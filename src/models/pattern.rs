use serde::{Deserialize, Serialize};
use std::collections::BTreeMap;

use super::sync::null_as_default;

/// Counts above this confidence are surfaced as recognized patterns.
pub const NOTABLE_CONFIDENCE: f64 = 0.7;

#[derive(Debug, Clone, Serialize, Deserialize, PartialEq, Default)]
pub struct PatternEntry {
    #[serde(default, deserialize_with = "null_as_default")]
    pub count: u64,
    #[serde(default, deserialize_with = "null_as_default")]
    pub occurrences: Vec<i64>,
}

/// Result of folding one moment into the pattern table.
#[derive(Debug, Clone, PartialEq)]
pub struct PatternMatch {
    pub key: String,
    pub count: u64,
    pub confidence: f64,
}

impl PatternMatch {
    pub fn is_notable(&self) -> bool {
        self.confidence > NOTABLE_CONFIDENCE
    }
}

/// Saturating confidence: ten sightings in a bucket is full confidence.
pub fn confidence_for(count: u64) -> f64 {
    (count as f64 / 10.0).min(1.0)
}

/// Composite bucket key, `"{type}_{hour}"`.
pub fn pattern_key(kind: &str, hour: u32) -> String {
    format!("{}_{}", kind, hour)
}

/// Per-hour frequency counters keyed by `type_hour`.
#[derive(Debug, Clone, Serialize, Deserialize, PartialEq, Default)]
#[serde(transparent)]
pub struct PatternTable(BTreeMap<String, PatternEntry>);

impl PatternTable {
    pub fn new() -> Self {
        Self::default()
    }

    pub fn get(&self, key: &str) -> Option<&PatternEntry> {
        self.0.get(key)
    }

    pub fn len(&self) -> usize {
        self.0.len()
    }

    pub fn is_empty(&self) -> bool {
        self.0.is_empty()
    }

    pub fn iter(&self) -> impl Iterator<Item = (&String, &PatternEntry)> {
        self.0.iter()
    }

    pub fn insert(&mut self, key: impl Into<String>, entry: PatternEntry) {
        self.0.insert(key.into(), entry);
    }

    /// Bumps the bucket for `key` and records the timestamp.
    pub fn observe(&mut self, key: &str, timestamp: i64) -> PatternMatch {
        let entry = self.0.entry(key.to_string()).or_default();
        entry.count = entry.count.saturating_add(1);
        entry.occurrences.push(timestamp);

        PatternMatch {
            key: key.to_string(),
            count: entry.count,
            confidence: confidence_for(entry.count),
        }
    }

    /// Additive merge: unknown keys are adopted whole, shared keys only
    /// sum their counts. Occurrence lists of shared keys stay local.
    pub fn absorb(&mut self, remote: &PatternTable) {
        for (key, theirs) in remote.iter() {
            match self.0.get_mut(key) {
                Some(ours) => ours.count = ours.count.saturating_add(theirs.count),
                None => {
                    self.0.insert(key.clone(), theirs.clone());
                }
            }
        }
    }
}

■ TASK GOAL ■
Type out the material again exactly as presented.

■ ANSWER SECTION ■
filename src/models/pattern.rs
use serde::{Deserialize, Serialize};
use std::collections::BTreeMap;

use super::sync::null_as_default;

/// Counts above this confidence are surfaced as recognized patterns.
pub const NOTABLE_CONFIDENCE: f64 = 0.7;

#[derive(Debug, Clone, Serialize, Deserialize, PartialEq, Default)]
pub struct PatternEntry {
    #[serde(default, deserialize_with = "null_as_default")]
    pub count: u64,
    #[serde(default, deserialize_with = "null_as_default")]
    pub occurrences: Vec<i64>,
}

/// Result of folding one moment into the pattern table.
#[derive(Debug, Clone, PartialEq)]
pub struct PatternMatch {
    pub key: String,
    pub count: u64,
    pub confidence: f64,
}

impl PatternMatch {
    pub fn is_notable(&self) -> bool {
        self.confidence > NOTABLE_CONFIDENCE
    }
}

/// Saturating confidence: ten sightings in a bucket is full confidence.
pub fn confidence_for(count: u64) -> f64 {
    (count as f64 / 10.0).min(1.0)
}

/// Composite bucket key, `"{type}_{hour}"`.
pub fn pattern_key(kind: &str, hour: u32) -> String {
    format!("{}_{}", kind, hour)
}

/// Per-hour frequency counters keyed by `type_hour`.
#[derive(Debug, Clone, Serialize, Deserialize, PartialEq, Default)]
#[serde(transparent)]
pub struct PatternTable(BTreeMap<String, PatternEntry>);

impl PatternTable {
    pub fn new() -> Self {
        Self::default()
    }

    pub fn get(&self, key: &str) -> Option<&PatternEntry> {
        self.0.get(key)
    }

    pub fn len(&self) -> usize {
        self.0.len()
    }

    pub fn is_empty(&self) -> bool {
        self.0.is_empty()
    }

    pub fn iter(&self) -> impl Iterator<Item = (&String, &PatternEntry)> {
        self.0.iter()
    }

    pub fn insert(&mut self, key: impl Into<String>, entry: PatternEntry) {
        self.0.insert(key.into(), entry);
    }

    /// Bumps the bucket for `key` and records the timestamp.
    pub fn observe(&mut self, key: &str, timestamp: i64) -> PatternMatch {
        let entry = self.0.entry(key.to_string()).or_default();
        entry.count = entry.count.saturating_add(1);
        entry.occurrences.push(timestamp);

        PatternMatch {
            key: key.to_string(),
            count: entry.count,
            confidence: confidence_for(entry.count),
        }
    }

    /// Additive merge: unknown keys are adopted whole, shared keys only
    /// sum their counts. Occurrence lists of shared keys stay local.
    pub fn absorb(&mut self, remote: &PatternTable) {
        for (key, theirs) in remote.iter() {
            match self.0.get_mut(key) {
                Some(ours) => ours.count = ours.count.saturating_add(theirs.count),
                None => {
                    self.0.insert(key.clone(), theirs.clone());
                }
            }
        }
    }
}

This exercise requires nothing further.